Вернувшись в комнату, я подхожу к двойному окну, которое выходит на лужайку перед входом, и рассеянно провожу пальцем по белой пластиковой решетке. Эту решетку установил отец, потому что голуби постоянно принимали большое окно за открытый проем и врезались в стекло. Хорошо помню этот кошмарный хруст костей, от которого я вскакивал с кровати ранним утром. Потом я неуверенно шел к окну и осторожно смотрел вниз, на крыльцо, где лежала оглушенная внезапным ударом птица. Обычно через несколько минут они отходили и снова взлетали в воздух, летели нетвердо, по кривой, потрясенные, но совсем ничему не научившиеся на своем болезненном опыте, кроме того что иногда воздух может неожиданно сгуститься и сбить их с неба на землю. С некоторой периодичностью эти удары оказывались смертельными, и мне приходилось брать в гараже красную лопату для снега и хоронить птицу в неглубокой безымянной могиле за изгородью. Когда мне пришлось во второй раз похоронить голубя с размозженным черепом, меня так сильно вырвало и потом еще так долго мутило, что отцу пришлось установить на окно решетку; при этом он ворчал себе под нос, что уж слишком я нежен.

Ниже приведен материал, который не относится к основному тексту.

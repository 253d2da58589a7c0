// Hand-assembles the classic closure pair
//
//     def make_adder(n):
//         def add(x):
//             return x + n
//         return add
//
// and runs it through every listing mode.

use std::sync::Arc;

use refract_core::opcodes::classic;
use refract_core::{name_table, CodeFlags, CodeObject, OpcodeTable, RefractResult, Value};
use refract_dis::{
    disassemble_traceback, disassemble_tree, render, scan_raw, SideTables, TracebackFrame,
};

fn build_add() -> CodeObject {
    let mut code = CodeObject::new("add", "adders.py");
    code.argcount = 1;
    code.nlocals = 1;
    code.stacksize = 2;
    code.flags = CodeFlags::OPTIMIZED | CodeFlags::NEWLOCALS | CodeFlags::NESTED;
    code.code = Box::new([
        classic::LOAD_FAST,
        0,
        0,
        classic::LOAD_DEREF,
        0,
        0,
        classic::BINARY_ADD,
        classic::RETURN_VALUE,
    ]);
    code.consts = Box::new([Value::None]);
    code.varnames = name_table(["x"]);
    code.freevars = name_table(["n"]);
    code.first_lineno = 2;
    code.lnotab = Box::new([0, 1]);
    code
}

fn build_make_adder(add: Arc<CodeObject>) -> CodeObject {
    let mut code = CodeObject::new("make_adder", "adders.py");
    code.argcount = 1;
    code.nlocals = 2;
    code.stacksize = 3;
    code.flags = CodeFlags::OPTIMIZED | CodeFlags::NEWLOCALS;
    code.code = Box::new([
        classic::LOAD_CLOSURE,
        0,
        0,
        classic::BUILD_TUPLE,
        1,
        0,
        classic::LOAD_CONST,
        1,
        0,
        classic::MAKE_CLOSURE,
        0,
        0,
        classic::STORE_FAST,
        1,
        0,
        classic::LOAD_FAST,
        1,
        0,
        classic::RETURN_VALUE,
    ]);
    code.consts = Box::new([Value::None, Value::code(add)]);
    code.varnames = name_table(["n", "add"]);
    code.cellvars = name_table(["n"]);
    code.first_lineno = 1;
    code.lnotab = Box::new([0, 1, 15, 2]);
    code
}

fn main() -> RefractResult<()> {
    let table = OpcodeTable::classic();
    let add = Arc::new(build_add());
    let make_adder = Arc::new(build_make_adder(add));

    println!("=== Nested listing ===");
    println!("{}", disassemble_tree(table, Arc::clone(&make_adder))?);

    println!("\n=== Traceback frame at MAKE_CLOSURE ===");
    let frame = TracebackFrame {
        code: Arc::clone(&make_adder),
        last_offset: 9,
    };
    println!("{}", disassemble_traceback(table, &frame)?);

    println!("\n=== Raw bytes, locals table only ===");
    println!("code: {}", make_adder.hex_dump());
    let tables = SideTables {
        consts: None,
        names: None,
        varnames: Some(&make_adder.varnames),
    };
    println!("{}", render(&scan_raw(table, &make_adder.code, &tables)?));

    Ok(())
}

В дверь звонят, и, как ни досадно мне отрываться от воспоминаний о музыкантах с жуткими прическами, разбившихся в лепешку птицах и моем нечутком отце, я встряхиваюсь и бегу вниз открывать.
То жалкое подобие человека, которое я вижу на крыльце отцовского дома, в обвисших джинсах и старой куртке с эмблемой «Кугуаров», оказывается Уэйном Харгроувом, но проходит некоторое время, прежде чем я узнаю его. От когда-то густых светлых волос осталось только несколько бесцветных прядей, которые в беспорядке раскиданы по его черепу, под глазами, провалившимися в глубь глазниц, залегли темные круги. Он страшно худой, угловатый, плечи сгорблены, локти торчат, и выглядит таким потухшим, как будто ему гораздо больше лет. И словно бы этого мало, на болезненно-прозрачной коже лба и шеи виднеются маленькие бордовые образования — зловещие признаки саркомы Капоши.